House Passes Transportation-HUD Appropriations Bill
After three days of debate, the House recently passed the fiscal year 2016 Transportation, Housing and Urban Development funding bill (H.R. 2577) with a final recorded vote of 216-210. The bill adheres to strict spending caps imposed by sequestration. However, the Office of Management and Budget has warned that President Obama will veto the bill because of the low funding level.
In total, the bill reflects $55.3 billion in discretionary spending. That’s $1.5 billion above the enacted fiscal year levels in 2015, but $9.7 billion below the president’s budget request. The House bill provides about $42 billion of net appropriated funding for HUD, which is about $1 billion more than the amount appropriated for fiscal year 2015, but $3 billion less than the fiscal year 2016 HUD budget requested.

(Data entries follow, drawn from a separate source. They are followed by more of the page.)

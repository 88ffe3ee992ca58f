use anyhow::Result;
use chrono::{DateTime, Utc};
use colored::Colorize;
use hilo_game::{LeaderboardEntry, StreakTier, format_with_commas};
use serde::{Deserialize, Serialize};
use std::io::Write;
use std::time::Duration;

use super::ScenarioResult;

/// Everything a report renders.
#[derive(Debug, Clone, Serialize, Deserialize)]
pub struct TestReport {
    pub generated_at: DateTime<Utc>,
    pub catalog_size: usize,
    pub high_score: u32,
    pub results: Vec<ScenarioResult>,
    pub leaderboard: Vec<LeaderboardEntry>,
}

impl TestReport {
    #[must_use]
    pub fn passed(&self) -> bool {
        self.results.iter().all(|r| r.passed)
    }

    fn counts(&self) -> (usize, usize, f64) {
        let total = self.results.len();
        let passed = self.results.iter().filter(|r| r.passed).count();
        #[allow(clippy::cast_precision_loss)]
        let rate = if total == 0 {
            0.0
        } else {
            (passed as f64 / total as f64) * 100.0
        };
        (total, passed, rate)
    }
}

pub fn generate_console_report<W: Write + ?Sized>(
    writer: &mut W,
    report: &TestReport,
    total_duration: Duration,
) -> Result<()> {
    writeln!(writer)?;
    writeln!(writer, "{}", "📊 Simulation Results Summary".bright_cyan().bold())?;
    writeln!(writer, "{}", "=============================".cyan())?;

    let (total, passed, rate) = report.counts();
    writeln!(writer, "Catalog size: {}", report.catalog_size)?;
    writeln!(writer, "Policies: {total}")?;
    writeln!(writer, "Passed: {}", passed.to_string().green())?;
    writeln!(writer, "Failed: {}", (total - passed).to_string().red())?;
    writeln!(writer, "Success rate: {rate:.1}%")?;
    writeln!(writer, "Total time: {total_duration:?}")?;
    writeln!(writer)?;

    for result in &report.results {
        let status = if result.passed {
            "✅ PASS".green()
        } else {
            "❌ FAIL".red()
        };
        writeln!(writer, "{} {}", status, result.policy.bold())?;
        writeln!(
            writer,
            "   Runs: {}/{} clean ({} capped)",
            result.successful_iterations, result.iterations_run, result.capped_runs
        )?;
        writeln!(
            writer,
            "   Best streak: {} | average {:.2} | guesses {}",
            result.best_streak,
            result.average_streak,
            format_with_commas(result.total_guesses)
        )?;
        writeln!(writer, "   Pool resets: {}", result.pool_resets)?;
        writeln!(writer, "   Average time: {:?}", result.average_duration)?;
        if !result.failures.is_empty() {
            writeln!(writer, "   Failures:")?;
            for failure in &result.failures {
                writeln!(writer, "     • {}", failure.red())?;
            }
        }
        writeln!(writer)?;
    }

    writeln!(writer, "{}", "🏆 Leaderboard".bright_yellow().bold())?;
    writeln!(writer, "{}", "==============".yellow())?;
    writeln!(
        writer,
        "High score: {} ({})",
        report.high_score,
        StreakTier::for_score(report.high_score).message()
    )?;
    if report.leaderboard.is_empty() {
        writeln!(writer, "No scores submitted.")?;
    }
    for (index, entry) in report.leaderboard.iter().enumerate() {
        writeln!(
            writer,
            "{:>2}. {:<20} {}",
            index + 1,
            entry.player_name,
            entry.score
        )?;
    }
    Ok(())
}

pub fn generate_json_report<W: Write + ?Sized>(writer: &mut W, report: &TestReport) -> Result<()> {
    serde_json::to_writer_pretty(&mut *writer, report)?;
    writeln!(writer)?;
    Ok(())
}

pub fn generate_markdown_report<W: Write + ?Sized>(
    writer: &mut W,
    report: &TestReport,
) -> Result<()> {
    writeln!(writer, "# Meme Higher or Lower Simulation Results\n")?;
    writeln!(writer, "_Generated {}_\n", report.generated_at.to_rfc3339())?;

    let (total, passed, rate) = report.counts();
    writeln!(writer, "## Summary\n")?;
    writeln!(writer, "- **Catalog size**: {}", report.catalog_size)?;
    writeln!(writer, "- **Policies**: {total}")?;
    writeln!(writer, "- **Passed**: {passed}")?;
    writeln!(writer, "- **Failed**: {}", total - passed)?;
    writeln!(writer, "- **Success rate**: {rate:.1}%")?;
    writeln!(writer, "- **High score**: {}\n", report.high_score)?;

    writeln!(writer, "## Policies\n")?;
    writeln!(
        writer,
        "| Policy | Status | Runs | Capped | Best | Average | Pool resets |"
    )?;
    writeln!(writer, "|---|---|---|---|---|---|---|")?;
    for result in &report.results {
        let status = if result.passed { "✅" } else { "❌" };
        writeln!(
            writer,
            "| {} | {} | {}/{} | {} | {} | {:.2} | {} |",
            result.policy,
            status,
            result.successful_iterations,
            result.iterations_run,
            result.capped_runs,
            result.best_streak,
            result.average_streak,
            result.pool_resets
        )?;
    }

    let failing: Vec<_> = report.results.iter().filter(|r| !r.passed).collect();
    if !failing.is_empty() {
        writeln!(writer, "\n## Failures\n")?;
        for result in failing {
            writeln!(writer, "### {}\n", result.policy)?;
            for failure in &result.failures {
                writeln!(writer, "- {failure}")?;
            }
            writeln!(writer)?;
        }
    }

    writeln!(writer, "\n## Leaderboard\n")?;
    if report.leaderboard.is_empty() {
        writeln!(writer, "_No scores submitted._")?;
    } else {
        writeln!(writer, "| Rank | Player | Score |")?;
        writeln!(writer, "|---|---|---|")?;
        for (index, entry) in report.leaderboard.iter().enumerate() {
            writeln!(
                writer,
                "| {} | {} | {} |",
                index + 1,
                entry.player_name,
                entry.score
            )?;
        }
    }
    Ok(())
}

#[cfg(test)]
mod tests {
    use super::*;

    fn result(policy: &str, passed: bool) -> ScenarioResult {
        ScenarioResult {
            policy: policy.to_string(),
            passed,
            iterations_run: 4,
            successful_iterations: if passed { 4 } else { 3 },
            failures: if passed {
                Vec::new()
            } else {
                vec!["seed 9: streak changed on a miss".to_string()]
            },
            best_streak: 7,
            average_streak: 2.5,
            total_guesses: 1_234,
            capped_runs: 0,
            pool_resets: 1,
            average_duration: Duration::from_micros(40),
            runs: Vec::new(),
        }
    }

    fn report() -> TestReport {
        TestReport {
            generated_at: Utc::now(),
            catalog_size: 16,
            high_score: 7,
            results: vec![result("random", true), result("always-higher", false)],
            leaderboard: vec![LeaderboardEntry {
                id: "entry-000001".to_string(),
                player_name: "random-3".to_string(),
                score: 7,
                timestamp: 1,
            }],
        }
    }

    #[test]
    fn json_report_round_trips() {
        let mut buffer = Vec::new();
        generate_json_report(&mut buffer, &report()).unwrap();
        let parsed: TestReport = serde_json::from_slice(&buffer).unwrap();
        assert_eq!(parsed.results.len(), 2);
        assert!(!parsed.passed());
        assert_eq!(parsed.leaderboard[0].player_name, "random-3");
    }

    #[test]
    fn markdown_lists_failures_and_leaderboard() {
        let mut buffer = Vec::new();
        generate_markdown_report(&mut buffer, &report()).unwrap();
        let text = String::from_utf8(buffer).unwrap();
        assert!(text.contains("| random | ✅ | 4/4 |"));
        assert!(text.contains("### always-higher"));
        assert!(text.contains("streak changed on a miss"));
        assert!(text.contains("| 1 | random-3 | 7 |"));
    }

    #[test]
    fn console_report_groups_thousands() {
        colored::control::set_override(false);
        let mut buffer = Vec::new();
        generate_console_report(&mut buffer, &report(), Duration::from_millis(3)).unwrap();
        let text = String::from_utf8(buffer).unwrap();
        assert!(text.contains("guesses 1,234"));
        assert!(text.contains("Success rate: 50.0%"));
        assert!(text.contains("Nice streak!"));
    }
}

The Senate Appropriations THUD Subcommittee is expected to take up its own appropriations bill soon. And Senate Democrats have pledged to filibuster any fiscal year 2016 bill that adheres to the Republican budget.
Before the bill passed, House members debated several housing-related amendments. An amendment from Representative Paul Gosar (R-AZ) to block implementation of the “Affirmatively Furthering Fair Housing” rule and HUD’s work to develop a tool related to the rule was passed. Several amendments from Representative Glenn Grothman (R-WI) related to cutting funding for rental assistance programs were rejected, such as an amendment to cut project-based rental assistance by $300 million. The House rejected several other funding cut amendments, including an amendment from Representative Marsha Blackburn (R-TN) that applied an additional 1 percent spending cut to all programs.